Dans un tournant inattendu pour l'administration Trump, un juge fédéral a statué le 8 juin que les frais de 100 000 dollars imposés pour les visas H-1B, qui permettent à des travailleurs qualifiés étrangers de venir travailler aux États-Unis, sont illégaux. La décision, qui intervient après l'annonce de cette mesure en septembre, vise à réduire le nombre de ces visas au profit des travailleurs américains.
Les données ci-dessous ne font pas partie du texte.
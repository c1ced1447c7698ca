//! Eligibility-ordered run queues
//!
//! A run queue is a balanced (AVL) search tree of threads ordered by
//! `(start_time, generation)`. Each node additionally caches the minimum
//! `finish_time` of its subtree, which answers "among threads whose start
//! time is not after `t`, which finishes first?" in O(log n).
//!
//! ## Layout
//!
//! Nodes are not allocated by the tree. The links live inside each
//! thread's scheduler state and are reached through a `QueueArena`, so a
//! queue is just a root id plus a length.
//!
//! ## Invariants
//! - in-order traversal yields nondecreasing start times
//! - `min_finish_time(n) = min(finish(n), min_finish_time(children))`
//! - the two subtrees of every node differ in height by at most one

use alloc::vec::Vec;

use super::state::TreeLinks;
use super::types::{SchedTime, Tid};

/// Storage for tree nodes, indexed by thread id.
pub trait QueueArena {
    fn key(&self, id: Tid) -> (SchedTime, u64, Tid);
    fn start_time(&self, id: Tid) -> SchedTime;
    fn finish_time(&self, id: Tid) -> SchedTime;
    fn links(&self, id: Tid) -> &TreeLinks;
    fn links_mut(&mut self, id: Tid) -> &mut TreeLinks;
    fn set_queued(&mut self, id: Tid, queued: bool);
}

/// One eligibility tree.
#[derive(Clone, Copy, Debug, Default, PartialEq, Eq)]
pub struct RunQueue {
    root: Option<Tid>,
    len: usize,
}

impl RunQueue {
    pub const fn new() -> Self {
        Self { root: None, len: 0 }
    }

    #[inline]
    pub fn is_empty(&self) -> bool {
        self.root.is_none()
    }

    #[inline]
    pub fn len(&self) -> usize {
        self.len
    }

    #[inline]
    pub fn root(&self) -> Option<Tid> {
        self.root
    }

    /// Link `id` into the tree. Its key must not change while linked.
    pub fn insert<A: QueueArena>(&mut self, arena: &mut A, id: Tid) {
        let root = self.root;
        self.root = Some(insert_at(arena, root, id));
        arena.set_queued(id, true);
        self.len += 1;
    }

    /// Unlink `id`. It must be linked into this tree.
    pub fn erase<A: QueueArena>(&mut self, arena: &mut A, id: Tid) {
        crate::kassert!(self.len > 0, "erase of thread {} from empty queue", id);
        let root = self.root;
        self.root = erase_at(arena, root, id);
        *arena.links_mut(id) = TreeLinks::new();
        arena.set_queued(id, false);
        self.len -= 1;
    }

    /// Thread with the smallest start time.
    pub fn front<A: QueueArena>(&self, arena: &A) -> Option<Tid> {
        let mut node = self.root?;
        while let Some(left) = arena.links(node).left {
            node = left;
        }
        Some(node)
    }

    /// Remove and return the thread with the smallest start time.
    pub fn pop_front<A: QueueArena>(&mut self, arena: &mut A) -> Option<Tid> {
        let front = self.front(arena)?;
        self.erase(arena, front);
        Some(front)
    }

    /// Minimum finish time of all queued threads.
    pub fn min_finish_time<A: QueueArena>(&self, arena: &A) -> Option<SchedTime> {
        self.root.map(|root| arena.links(root).min_finish_time)
    }

    /// In-order (start time) listing.
    pub fn iter_ids<A: QueueArena>(&self, arena: &A) -> Vec<Tid> {
        let mut out = Vec::with_capacity(self.len);
        let mut stack = Vec::new();
        let mut node = self.root;
        while node.is_some() || !stack.is_empty() {
            while let Some(id) = node {
                stack.push(id);
                node = arena.links(id).left;
            }
            if let Some(id) = stack.pop() {
                out.push(id);
                node = arena.links(id).right;
            }
        }
        out
    }

    /// Among threads with `start_time <= eligible_time`, return one with
    /// the smallest finish time that `predicate` accepts.
    ///
    /// The augmented descent finds the minimum-finish eligible thread in
    /// O(log n). When the predicate rejects the candidates on that path the
    /// eligible partition is scanned so a legal candidate is never missed.
    pub fn find_earliest_eligible<A, F>(
        &self,
        arena: &A,
        eligible_time: SchedTime,
        mut predicate: F,
    ) -> Option<Tid>
    where
        A: QueueArena,
        F: FnMut(Tid) -> bool,
    {
        let front = self.front(arena)?;
        if arena.start_time(front) > eligible_time {
            return None;
        }

        // Walk the eligible spine: `path` is the best eligible node seen on
        // the path, `subtree` the fully eligible left subtree with the
        // smallest min finish time.
        let mut path: Option<Tid> = None;
        let mut subtree: Option<Tid> = None;
        let mut node = self.root;
        while let Some(id) = node {
            let links = arena.links(id);
            if arena.start_time(id) <= eligible_time {
                if path.map_or(true, |p| arena.finish_time(p) > arena.finish_time(id)) {
                    path = Some(id);
                }
                if let Some(left) = links.left {
                    let better = subtree.map_or(true, |s| {
                        arena.links(s).min_finish_time > arena.links(left).min_finish_time
                    });
                    if better {
                        subtree = Some(left);
                    }
                }
                node = links.right;
            } else {
                node = links.left;
            }
        }

        if let Some(found) = descend(arena, path, subtree, &mut predicate) {
            return Some(found);
        }
        self.scan_eligible(arena, eligible_time, &mut predicate)
    }

    fn scan_eligible<A, F>(&self, arena: &A, eligible_time: SchedTime, predicate: &mut F) -> Option<Tid>
    where
        A: QueueArena,
        F: FnMut(Tid) -> bool,
    {
        let mut best: Option<Tid> = None;
        for id in self.iter_ids(arena) {
            if arena.start_time(id) > eligible_time {
                break;
            }
            if best.map_or(true, |b| arena.finish_time(b) > arena.finish_time(id)) && predicate(id) {
                best = Some(id);
            }
        }
        best
    }
}

fn descend<A, F>(arena: &A, path: Option<Tid>, subtree: Option<Tid>, predicate: &mut F) -> Option<Tid>
where
    A: QueueArena,
    F: FnMut(Tid) -> bool,
{
    let path = path?;
    let Some(subtree) = subtree else {
        return predicate(path).then_some(path);
    };

    let target = arena.links(subtree).min_finish_time;
    if target >= arena.finish_time(path) {
        // Other spine nodes may beat the subtree once `path` is rejected.
        return predicate(path).then_some(path);
    }

    let mut node = Some(subtree);
    while let Some(id) = node {
        if arena.finish_time(id) == target && predicate(id) {
            return Some(id);
        }
        let links = arena.links(id);
        node = match links.left {
            Some(left) if arena.links(left).min_finish_time == links.min_finish_time => Some(left),
            _ => links.right,
        };
    }
    None
}

// ============================================================================
// AVL maintenance
// ============================================================================

#[inline]
fn height<A: QueueArena>(arena: &A, node: Option<Tid>) -> u8 {
    node.map_or(0, |id| arena.links(id).height)
}

/// Recompute height and min finish time of `id` from its children.
fn update<A: QueueArena>(arena: &mut A, id: Tid) {
    let links = *arena.links(id);
    let mut min_finish = arena.finish_time(id);
    for child in [links.left, links.right].into_iter().flatten() {
        min_finish = min_finish.min(arena.links(child).min_finish_time);
    }
    let height = 1 + height(arena, links.left).max(height(arena, links.right));
    let links = arena.links_mut(id);
    links.height = height;
    links.min_finish_time = min_finish;
}

fn rotate_left<A: QueueArena>(arena: &mut A, id: Tid) -> Tid {
    let Some(pivot) = arena.links(id).right else {
        return id;
    };
    let inner = arena.links(pivot).left;
    arena.links_mut(id).right = inner;
    arena.links_mut(pivot).left = Some(id);
    update(arena, id);
    update(arena, pivot);
    pivot
}

fn rotate_right<A: QueueArena>(arena: &mut A, id: Tid) -> Tid {
    let Some(pivot) = arena.links(id).left else {
        return id;
    };
    let inner = arena.links(pivot).right;
    arena.links_mut(id).left = inner;
    arena.links_mut(pivot).right = Some(id);
    update(arena, id);
    update(arena, pivot);
    pivot
}

fn rebalance<A: QueueArena>(arena: &mut A, id: Tid) -> Tid {
    update(arena, id);
    let links = *arena.links(id);
    let balance = height(arena, links.left) as i16 - height(arena, links.right) as i16;
    if balance > 1 {
        if let Some(left) = links.left {
            let left_links = *arena.links(left);
            if height(arena, left_links.left) < height(arena, left_links.right) {
                let new_left = rotate_left(arena, left);
                arena.links_mut(id).left = Some(new_left);
            }
        }
        rotate_right(arena, id)
    } else if balance < -1 {
        if let Some(right) = links.right {
            let right_links = *arena.links(right);
            if height(arena, right_links.right) < height(arena, right_links.left) {
                let new_right = rotate_right(arena, right);
                arena.links_mut(id).right = Some(new_right);
            }
        }
        rotate_left(arena, id)
    } else {
        id
    }
}

fn insert_at<A: QueueArena>(arena: &mut A, node: Option<Tid>, id: Tid) -> Tid {
    let Some(current) = node else {
        let links = arena.links_mut(id);
        *links = TreeLinks::new();
        update(arena, id);
        return id;
    };
    if arena.key(id) < arena.key(current) {
        let left = arena.links(current).left;
        let new_left = insert_at(arena, left, id);
        arena.links_mut(current).left = Some(new_left);
    } else {
        let right = arena.links(current).right;
        let new_right = insert_at(arena, right, id);
        arena.links_mut(current).right = Some(new_right);
    }
    rebalance(arena, current)
}

fn erase_at<A: QueueArena>(arena: &mut A, node: Option<Tid>, id: Tid) -> Option<Tid> {
    let Some(current) = node else {
        crate::kassert!(false, "thread {} not found in run queue", id);
        return None;
    };
    let links = *arena.links(current);
    if current == id {
        return match (links.left, links.right) {
            (None, right) => right,
            (left, None) => left,
            (Some(left), Some(right)) => {
                let (rest, successor) = take_min(arena, right);
                let successor_links = arena.links_mut(successor);
                successor_links.left = Some(left);
                successor_links.right = rest;
                Some(rebalance(arena, successor))
            }
        };
    }
    if arena.key(id) < arena.key(current) {
        let new_left = erase_at(arena, links.left, id);
        arena.links_mut(current).left = new_left;
    } else {
        let new_right = erase_at(arena, links.right, id);
        arena.links_mut(current).right = new_right;
    }
    Some(rebalance(arena, current))
}

/// Detach the minimum of the subtree at `id`. Returns the new subtree root
/// and the detached node.
fn take_min<A: QueueArena>(arena: &mut A, id: Tid) -> (Option<Tid>, Tid) {
    let links = *arena.links(id);
    match links.left {
        None => (links.right, id),
        Some(left) => {
            let (rest, min) = take_min(arena, left);
            arena.links_mut(id).left = rest;
            (Some(rebalance(arena, id)), min)
        }
    }
}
Le juge, basant son jugement sur le fait que ces frais constituent une taxe, a affirmé que cela relève des pouvoirs du Congrès, non de l'exécutif. À ce titre, la décision soutient une vingtaine d'États qui remettent en question l'autorité de Trump en matière d'immigration. Une source proche du dossier a déclaré à Le Monde que ce jugement pourrait avoir des répercussions considérables sur le marché de travail américain, notamment dans le secteur technologique, où de nombreux emplois dépendent des compétences étrangères.
Cette décision résulte également d'un contexte juridique complexe. En effet, une précédente décision d'une juge de Washington avait validé ces frais, soutenant que le président avait le droit d'imposer de telles charges. Les associations professionnelles, notamment la Chambre de commerce des États-Unis et l'Association des universités américaines (AAU), n'ont pas tardé à faire appel de cette décision, exprimant des préoccupations quant à l'impact économique potentiel sur le secteur.
Les experts soulignent que cette incohérence dans les décisions judiciaires souligne les tensions croissantes autour des politiques d'immigration aux États-Unis. Comme l'affirme un analyste politique d'France 24, "cela démontre à quel point les décisions politiques peuvent être contrecarrées par des défis juridiques".